Renata Sanchez

com Multitude

Renata-SanchezNossos corpos em encontros múltiplos

Multitude _ Dezessete de Setembro de 2015. Não podíamos imaginar que com todo aquele frio recheado de chuvas, raios e trovões a Primavera anunciaria sua chegada em plena quinta-feira ensolarada. Amolecidos pelo calor e preenchidos da pesada comida do restaurante universitário da UNICAMP nos reunimos ao meio dia no Marco Zero para, desconfiados mas cheios de expectativas, ver chegar de todos os cantos bailarinos participantes da Bienal SESC de Dança 2015.

Quente.. quente.. quente..

“Será que conseguirei encontrar um pedacinho de sombra para confortavelmente assistir o que esses corpos nos vieram dançar?” “Com ou sem guarda-chuva?” “Na grama ou nas pranchas oferecidas pela produção?” “ops.. mais um bailarino de ténis, calças grossas e blusa de frio acaba de passar. Ele deve estar com calor.. como eu a pessoa ao lado.”

De um segundo a outros nos deparamos com corpos que não paravam mesmo de chegar e ali se colocavam, ao sol a pino, carregando diversidades de tamanhos, formas, texturas, histórias, penteados, cores de pele, nacionalidades(?!). O som, como os corpos ganha o espaço. Antes um marco zero e logo um marco cheio. O que os números preenchem?
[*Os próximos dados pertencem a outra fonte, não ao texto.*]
// Configuration file and backend selection

use crate::kv::{FileKv, KeyValueStore, SqliteKv};
use eyre::{Context, Result, eyre};
use serde::{Deserialize, Serialize};
use std::fs;
use std::path::{Path, PathBuf};
use std::str::FromStr;
use tracing::{Level, debug};

/// Environment variable naming a config file
pub const CONFIG_ENV: &str = "DASHSTORE_CONFIG";

const DB_FILE: &str = "dashstore.db";

#[derive(Debug, Clone, Copy, PartialEq, Eq, Default, Serialize, Deserialize)]
#[serde(rename_all = "lowercase")]
pub enum Backend {
    /// One JSON file per collection
    #[default]
    Files,
    /// One SQLite database holding every collection
    Sqlite,
}

impl FromStr for Backend {
    type Err = String;

    fn from_str(s: &str) -> Result<Self, Self::Err> {
        match s.to_ascii_lowercase().as_str() {
            "files" => Ok(Backend::Files),
            "sqlite" => Ok(Backend::Sqlite),
            _ => Err(format!("unknown backend: {} (expected files or sqlite)", s)),
        }
    }
}

#[derive(Debug, Clone, PartialEq, Eq, Serialize, Deserialize)]
#[serde(default)]
pub struct Config {
    /// Where collections are stored; defaults to the platform data directory
    pub data_dir: Option<PathBuf>,
    pub backend: Backend,
    pub log_level: String,
}

impl Default for Config {
    fn default() -> Self {
        Self {
            data_dir: None,
            backend: Backend::Files,
            log_level: "warn".to_string(),
        }
    }
}

impl Config {
    /// Load from `explicit`, else `$DASHSTORE_CONFIG`, else the platform config file
    pub fn load(explicit: Option<&Path>) -> Result<Self> {
        let from_env = std::env::var_os(CONFIG_ENV).map(PathBuf::from);
        Self::load_from(explicit, from_env)
    }

    fn load_from(explicit: Option<&Path>, from_env: Option<PathBuf>) -> Result<Self> {
        if let Some(path) = explicit.map(Path::to_path_buf).or(from_env) {
            return Self::read(&path);
        }

        match default_config_path() {
            Some(path) if path.exists() => Self::read(&path),
            _ => {
                debug!("No config file, using defaults");
                Ok(Self::default())
            }
        }
    }

    fn read(path: &Path) -> Result<Self> {
        let text = fs::read_to_string(path).with_context(|| format!("Failed to read config {}", path.display()))?;
        let config: Config =
            serde_yaml::from_str(&text).with_context(|| format!("Invalid config {}", path.display()))?;
        debug!(path = ?path, ?config, "Loaded config");
        Ok(config)
    }

    pub fn data_dir(&self) -> Result<PathBuf> {
        match &self.data_dir {
            Some(dir) => Ok(dir.clone()),
            None => dirs::data_dir()
                .map(|d| d.join("dashstore"))
                .ok_or_else(|| eyre!("Could not determine a data directory; set data_dir in the config")),
        }
    }

    pub fn level(&self) -> Result<Level> {
        Level::from_str(&self.log_level).map_err(|_| eyre!("Invalid log_level: {}", self.log_level))
    }

    /// Open the configured key-value backend
    pub fn open_kv(&self) -> Result<Box<dyn KeyValueStore>> {
        let dir = self.data_dir()?;
        let kv: Box<dyn KeyValueStore> = match self.backend {
            Backend::Files => Box::new(FileKv::open(&dir)?),
            Backend::Sqlite => Box::new(SqliteKv::open(dir.join(DB_FILE))?),
        };
        Ok(kv)
    }
}

fn default_config_path() -> Option<PathBuf> {
    dirs::config_dir().map(|d| d.join("dashstore").join("config.yml"))
}

#[cfg(test)]
mod tests {
    use super::*;
    use tempfile::TempDir;

    #[test]
    fn test_defaults() {
        let config = Config::default();
        assert_eq!(config.backend, Backend::Files);
        assert_eq!(config.level().unwrap(), Level::WARN);
    }

    #[test]
    fn test_load_explicit_file() {
        let temp = TempDir::new().unwrap();
        let path = temp.path().join("config.yml");
        fs::write(&path, "data_dir: /tmp/dash\nbackend: sqlite\nlog_level: debug\n").unwrap();

        let config = Config::load_from(Some(&path), None).unwrap();
        assert_eq!(config.data_dir, Some(PathBuf::from("/tmp/dash")));
        assert_eq!(config.backend, Backend::Sqlite);
        assert_eq!(config.level().unwrap(), Level::DEBUG);
    }

    #[test]
    fn test_partial_file_keeps_defaults() {
        let temp = TempDir::new().unwrap();
        let path = temp.path().join("config.yml");
        fs::write(&path, "backend: sqlite\n").unwrap();

        let config = Config::load_from(None, Some(path)).unwrap();
        assert_eq!(config.backend, Backend::Sqlite);
        assert_eq!(config.log_level, "warn");
        assert!(config.data_dir.is_none());
    }

    #[test]
    fn test_explicit_file_errors() {
        let temp = TempDir::new().unwrap();
        let missing = temp.path().join("missing.yml");
        assert!(Config::load_from(Some(&missing), None).is_err());

        let bad = temp.path().join("bad.yml");
        fs::write(&bad, "backend: [not, a, backend]\n").unwrap();
        assert!(Config::load_from(Some(&bad), None).is_err());
    }

    #[test]
    fn test_open_kv_backends() {
        let temp = TempDir::new().unwrap();
        let mut config = Config {
            data_dir: Some(temp.path().to_path_buf()),
            ..Config::default()
        };

        let mut kv = config.open_kv().unwrap();
        kv.set("users-data", "[]").unwrap();
        assert!(temp.path().join("users-data.json").exists());

        config.backend = Backend::Sqlite;
        let mut kv = config.open_kv().unwrap();
        kv.set("users-data", "[]").unwrap();
        assert!(temp.path().join(DB_FILE).exists());
    }

    #[test]
    fn test_backend_parse() {
        assert_eq!("SQLite".parse::<Backend>().unwrap(), Backend::Sqlite);
        assert!("postgres".parse::<Backend>().is_err());
    }
}
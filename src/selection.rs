// Marked record ids for bulk actions

use std::collections::BTreeSet;

#[derive(Debug, Clone, Default, PartialEq, Eq)]
pub struct Selection {
    ids: BTreeSet<u64>,
}

impl Selection {
    pub fn new() -> Self {
        Self::default()
    }

    /// Select if absent, deselect if present
    pub fn toggle(&mut self, id: u64) {
        if !self.ids.remove(&id) {
            self.ids.insert(id);
        }
    }

    /// Header checkbox for one page
    ///
    /// If every id on the page is already selected they are all deselected,
    /// otherwise they are all selected. Ids from other pages are left alone.
    pub fn toggle_all(&mut self, page_ids: &[u64]) {
        if self.all_selected(page_ids) {
            for id in page_ids {
                self.ids.remove(id);
            }
        } else {
            self.ids.extend(page_ids.iter().copied());
        }
    }

    /// Whether the page's header checkbox shows as checked
    pub fn all_selected(&self, page_ids: &[u64]) -> bool {
        !page_ids.is_empty() && page_ids.iter().all(|id| self.ids.contains(id))
    }

    pub fn contains(&self, id: u64) -> bool {
        self.ids.contains(&id)
    }

    /// Drop one id, e.g. after its record was deleted
    pub fn forget(&mut self, id: u64) {
        self.ids.remove(&id);
    }

    pub fn clear(&mut self) {
        self.ids.clear();
    }

    pub fn len(&self) -> usize {
        self.ids.len()
    }

    pub fn is_empty(&self) -> bool {
        self.ids.is_empty()
    }

    /// Selected ids in ascending order
    pub fn ids(&self) -> Vec<u64> {
        self.ids.iter().copied().collect()
    }
}

#[cfg(test)]
mod tests {
    use super::*;

    #[test]
    fn test_toggle() {
        let mut selection = Selection::new();
        selection.toggle(3);
        selection.toggle(1);
        assert_eq!(selection.ids(), vec![1, 3]);

        selection.toggle(3);
        assert_eq!(selection.ids(), vec![1]);
        assert!(!selection.contains(3));
    }

    #[test]
    fn test_toggle_all_preserves_other_pages() {
        let mut selection = Selection::new();
        // Something selected on another page
        selection.toggle(42);

        let page = [1, 2, 3, 4, 5];
        selection.toggle_all(&page);
        assert_eq!(selection.len(), 6);
        assert!(page.iter().all(|id| selection.contains(*id)));
        assert!(selection.all_selected(&page));

        selection.toggle_all(&page);
        assert_eq!(selection.ids(), vec![42]);
    }

    #[test]
    fn test_toggle_all_partial_page_selects_rest() {
        let mut selection = Selection::new();
        selection.toggle(2);

        selection.toggle_all(&[1, 2, 3]);
        assert_eq!(selection.ids(), vec![1, 2, 3]);
    }

    #[test]
    fn test_empty_page_is_never_all_selected() {
        let mut selection = Selection::new();
        assert!(!selection.all_selected(&[]));
        selection.toggle_all(&[]);
        assert!(selection.is_empty());
    }

    #[test]
    fn test_clear_and_forget() {
        let mut selection = Selection::new();
        selection.toggle_all(&[1, 2, 3]);
        selection.forget(2);
        assert_eq!(selection.ids(), vec![1, 3]);

        selection.clear();
        assert!(selection.is_empty());
    }
}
Será que a gravidade age de modo diferenciado quando faz tanto calor? Carregar-se, manter-se de pé se revelava difícil. Por que não ceder? Cederam… são humanos! São humanos? Não sorriem.. têm olhos vidrados. Respiram e “plaft”. Cedem. Cedem braços, cabeça, quadril… caem. E levantam-se. Agora o um é o todo. O corpo é coletivo. Enquanto uns caem, outros se levantam. Enquanto aqueles cedem… outros resistem. E finalmente se revelam gente… (como as gentes sentadas à assistir) que cede e resiste. Os olhares se cruzam e permitem pequenas permanências de encontro tencionados. Por calor, pelas diferenças, pela regra coreográfica, pelo afeto, ou o momento único daquele encontro de dois, três ou mais indivíduos-grupo.

As linhas no espaço vão se desenhando no aglomerado de corpos em movimento. Ih… mais um cedeu! Espere. Alguém sabia que este cederia e o segurou. Coisa de gente que está junta. Quando um cede… alguém apoia?! Por que olham sempre para o céu antes de cair? Seria um suspiro? Um espaçamento na coluna? Quem pega, apoia, cuida… o faz com agressividade… doçura… técnica… se tornam um? São todos por todos? A velocidade cresce. Os acasos se estabelecem. O círculo se forma e sem prévio aviso teremos uma nuvem de corpos-insetos ruidosos. Esse furacão, pelo segundo de suspensão, move o vento nos espaços entre-corpos. Nos esquecemos por um segundo do calor. Parece bonito… prazeroso ser parte desse todo. Mas do que abrimos mão para nos integrar? Ferimo-nos?

Nos olham abertos… sedentos, enquanto com nossos olhares dizemos: Estava lindo e delicioso vê-los assim… seguindo o fluxo! Dói? Se dói?!

Veja só o que esse todo amoroso faz um o corpo pequeno e frágil daquela menina. Segura-lhe pela pela… roupa(?) e joga-a aos ares… muitas mão, muitas forças em função de uma solidão. Ferida. Ardida. Rasgada. Humilhada. Nua. Escancarada.

Mas, o corpo resiste. E cai. Sustenta e cede. Aparenta o que queremos ver (resistência) e chora.

No entanto, como é um dia quente, e já estamos todos rasgados, espaçados… o que mais temer? Revelemo-nos. Deixemos transparecer o suor, as formas, as camadas que desfazem… deixemos voar tudo pelos ares do antigo Marco Zero. Aglomerados e unificados por nossas feridas abertas, prontos para mais uma vez ser pisoteados e logo em seguida pisotear. Porque ao fim de tudo somos aquele monte de corpos, jogados uns sobre os outros que se revelam únicos por suas dores na multidão.